The reactor advantageously also includes heating, reject recirculation, automation and gas recovery equipment similar to that of prior art. With the heating equipment, the reaction chamber temperature is kept sufficiently high for anaerobic digestion. In turn, digestate is advantageously recirculated always to the previous agitation zone for transferring a microbial strain. An automation system is used to control the agitation and transfer equipment, heating equipment and reject recirculation equipment for maintaining anaerobic digestion in a preferably continuous process. The aforementioned components can be similar to those proposed in the prior art publication WO 2015/075298 A1.
Advantageously, at least the walls and the ceiling of the reaction chamber are composed of modularly dimensioned shell elements. In this case, a large-size reaction chamber is easy to transport from the place of manufacture to the application site as notably smaller elements. The use of elements is particularly advantageous with an external support frame structure, since the frame is used for supporting the wall elements during installation and concreting, and no additional support structures are required.
The height of the reactor may be in the range of 3-15 m, preferably 8-10 m. Hydrostatic pressure generated by liquid material in the reaction chamber produces extremely high forces as the reactor height increases when aiming for a higher capacity.
The modularly dimensioned shell elements in the reaction chamber walls can have a height ranging 0.5-3.6 m, preferably, 0.5-2.4 m. In this way, the elements are easier to handle than large elements and they can be tightly packed in conventional marine containers minimizing the empty space that remains in the marine container.
The modularly dimensioned shell elements in the reaction chamber walls can have a length of 6-13 m, preferably 10-12 m. In this way, the shell elements are easier to handle than large elements and they can be tightly packed in conventional marine containers minimizing the empty space that remains in the marine container. At the outer corners are high corner elements.
The reaction chamber advantageously includes sealed lead-throughs for agitation and transfer equipment for keeping liquid raw material or end products in the reaction volume. This enables a sufficiently high filling rate for the reaction chamber in order to achieve good efficiency.
Advantageously, the flanges of the shell elements serve along with the reinforcing steel bars as a stiffening structure.
Advantageously, the flanges of the shell elements have ready-made holes for the reinforcing steel bars.
Advantageously, each shell element includes seals for sealing the seams between the elements. In this way, the shell elements can be made tight avoiding discharge of hydrostatic pressure in the reaction chamber between the shell elements.
The thickness of the walls (shell) of the reaction chamber can be in the range of 200-500 mm, preferably 250-350 mm. The thickness of the shell elements is preferably 80-140 mm, whereupon the weight of the prefabricated shell elements of the reaction chamber remains moderate reducing transport costs and lowering material costs during the reactor manufacture. This also defines the maximum width of the filling space or housing.

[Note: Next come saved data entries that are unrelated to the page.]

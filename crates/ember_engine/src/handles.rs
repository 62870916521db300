//! Engine-lifetime resource handles (§4.8, **[ADDED]**).
//!
//! Unlike the Frame Graph's single-frame arenas (`NodeIdx`/`ResourceIdx`/
//! `SlotIdx`, generational `u16`+`u8` pairs), these live for the whole
//! `Engine` lifetime and experience arbitrary-order removal, so they're
//! `slotmap` keys rather than a bump-arena index.

use slotmap::new_key_type;

new_key_type! {
    /// A material definition's slot in `Engine`'s resource list.
    pub struct MaterialHandle;
    /// A material instance's slot in `Engine`'s resource list.
    pub struct MaterialInstanceHandle;
    /// A pending fence wait registered with `Engine` (not the same as
    /// `ember_driver::FenceHandle`, which identifies the driver-side GPU
    /// fence object this tracks).
    pub struct EngineFenceHandle;
}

Advantageously, the shell elements, at least their casing, can be made from carbon steel. The shell elements can also be made from stainless steel. Instead of steel, the shell elements can also be made, for example, of composite, plastic, or other similar material with sufficient rigidity.
Advantageously, into the filling space or housing remaining between the shell elements is poured concrete (and, if required, added reinforcements such as rebars), but on the other hand, instead of concrete, some other material with the required strength properties can be used.
Advantageously, the external support frame structure is composed of angle irons or tubular beams that are welded to each other. Angle irons or tubular beams are sufficiently rigid components to offer sufficient stiffness, yet notably light to save weight and material. Instead of steel, the external support frame structure can be made, for example, of composite or other similar material with sufficient rigidity.
Advantageously, the external support frame structure includes vertical columns arranged at a distance from each other in the lengthwise direction relative to the reactor on both sides of the reactor, transverse support structures for connecting the vertical columns in the transverse direction relative to the reactor and longitudinal support structures for connecting the vertical columns to each other in the lengthwise direction relative to the reactor on each side of the reactor. Such an external support frame structure is notably light and can thus also be transported from the place of manufacture to the application site with low transport costs.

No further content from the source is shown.